■ **Work task**
Print all of the data exactly.

Content starts

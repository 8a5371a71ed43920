//! `schach9`: drive the 9×9 engine from a terminal or a pipe.
//!
//! Commands arrive on stdin one per line; see [`session`] for the list.
//! Searches run on the execution bridge and their events are printed by a
//! task on the async runtime. At end of input the last search is allowed to
//! finish; `quit` drops it.

mod session;

use std::io::{self, BufRead};
use std::path::PathBuf;
use std::time::Duration;

use alphabeta_engine::{EngineConfig, SearchEngine};
use anyhow::{Context, Result};
use clap::Parser;
use engine_bridge::{BridgeEvent, EngineBridge};
use tokio::sync::mpsc::UnboundedReceiver;
use tracing::{info, warn};
use tracing_subscriber::EnvFilter;

use session::{EventPrinter, Flow, Session};

#[derive(Parser, Debug)]
#[command(author, version, about, long_about = None)]
struct Args {
    /// Engine configuration (TOML)
    #[arg(short, long)]
    config: Option<PathBuf>,

    /// Opening book (JSON), replacing the built-in one
    #[arg(long)]
    book: Option<PathBuf>,
}

fn main() -> Result<()> {
    let args = Args::parse();
    tracing_subscriber::fmt()
        .with_env_filter(EnvFilter::try_from_default_env().unwrap_or_else(|_| EnvFilter::new("info")))
        .with_writer(io::stderr)
        .init();

    let mut config = match &args.config {
        Some(path) => EngineConfig::load(path)
            .with_context(|| format!("failed to load config {}", path.display()))?,
        None => EngineConfig::default(),
    };
    if let Some(book) = args.book {
        config.book_path = Some(book);
    }
    let engine = SearchEngine::with_config(config).context("failed to start engine")?;
    info!(?engine, "engine ready");

    let runtime = tokio::runtime::Runtime::new().context("failed to start async runtime")?;
    let guard = runtime.enter();
    let (bridge, events) = EngineBridge::new(engine);
    let mut session = Session::new(bridge, io::stdout());
    let printer = runtime.spawn(print_events(events, session.printer()));

    let mut quit = false;
    for line in io::stdin().lock().lines() {
        let line = match line {
            Ok(l) => l,
            Err(err) => {
                warn!(%err, "stdin closed");
                break;
            }
        };
        match session.handle_line(&line) {
            Ok(Flow::Continue) => {}
            Ok(Flow::Quit) => {
                quit = true;
                break;
            }
            Err(err) => session.report(&err),
        }
    }

    if quit {
        session.shutdown();
    }
    // Dropping the session drops the bridge; the printer ends once the
    // searches still holding its channel are done.
    let last = session.finish();
    drop(guard);
    runtime.block_on(async {
        if let Some(ticket) = last {
            ticket.finished().await;
        }
        if let Err(err) = printer.await {
            warn!(%err, "event printer failed");
        }
    });
    runtime.shutdown_timeout(Duration::from_millis(200));
    Ok(())
}

/// Print bridge events until the bridge goes away.
async fn print_events<W: io::Write>(
    mut events: UnboundedReceiver<BridgeEvent>,
    printer: EventPrinter<W>,
) {
    while let Some(event) = events.recv().await {
        printer.print(&event);
    }
}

Content ends

■ **Written response**
repository 8a5371a71ed43920
//! `schach9`: drive the 9×9 engine from a terminal or a pipe.
//!
//! Commands arrive on stdin one per line; see [`session`] for the list.
//! Searches run on the execution bridge and their events are printed by a
//! task on the async runtime. At end of input the last search is allowed to
//! finish; `quit` drops it.

mod session;

use std::io::{self, BufRead};
use std::path::PathBuf;
use std::time::Duration;

use alphabeta_engine::{EngineConfig, SearchEngine};
use anyhow::{Context, Result};
use clap::Parser;
use engine_bridge::{BridgeEvent, EngineBridge};
use tokio::sync::mpsc::UnboundedReceiver;
use tracing::{info, warn};
use tracing_subscriber::EnvFilter;

use session::{EventPrinter, Flow, Session};

#[derive(Parser, Debug)]
#[command(author, version, about, long_about = None)]
struct Args {
    /// Engine configuration (TOML)
    #[arg(short, long)]
    config: Option<PathBuf>,

    /// Opening book (JSON), replacing the built-in one
    #[arg(long)]
    book: Option<PathBuf>,
}

fn main() -> Result<()> {
    let args = Args::parse();
    tracing_subscriber::fmt()
        .with_env_filter(EnvFilter::try_from_default_env().unwrap_or_else(|_| EnvFilter::new("info")))
        .with_writer(io::stderr)
        .init();

    let mut config = match &args.config {
        Some(path) => EngineConfig::load(path)
            .with_context(|| format!("failed to load config {}", path.display()))?,
        None => EngineConfig::default(),
    };
    if let Some(book) = args.book {
        config.book_path = Some(book);
    }
    let engine = SearchEngine::with_config(config).context("failed to start engine")?;
    info!(?engine, "engine ready");

    let runtime = tokio::runtime::Runtime::new().context("failed to start async runtime")?;
    let guard = runtime.enter();
    let (bridge, events) = EngineBridge::new(engine);
    let mut session = Session::new(bridge, io::stdout());
    let printer = runtime.spawn(print_events(events, session.printer()));

    let mut quit = false;
    for line in io::stdin().lock().lines() {
        let line = match line {
            Ok(l) => l,
            Err(err) => {
                warn!(%err, "stdin closed");
                break;
            }
        };
        match session.handle_line(&line) {
            Ok(Flow::Continue) => {}
            Ok(Flow::Quit) => {
                quit = true;
                break;
            }
            Err(err) => session.report(&err),
        }
    }

    if quit {
        session.shutdown();
    }
    // Dropping the session drops the bridge; the printer ends once the
    // searches still holding its channel are done.
    let last = session.finish();
    drop(guard);
    runtime.block_on(async {
        if let Some(ticket) = last {
            ticket.finished().await;
        }
        if let Err(err) = printer.await {
            warn!(%err, "event printer failed");
        }
    });
    runtime.shutdown_timeout(Duration::from_millis(200));
    Ok(())
}

/// Print bridge events until the bridge goes away.
async fn print_events<W: io::Write>(
    mut events: UnboundedReceiver<BridgeEvent>,
    printer: EventPrinter<W>,
) {
    while let Some(event) = events.recv().await {
        printer.print(&event);
    }
}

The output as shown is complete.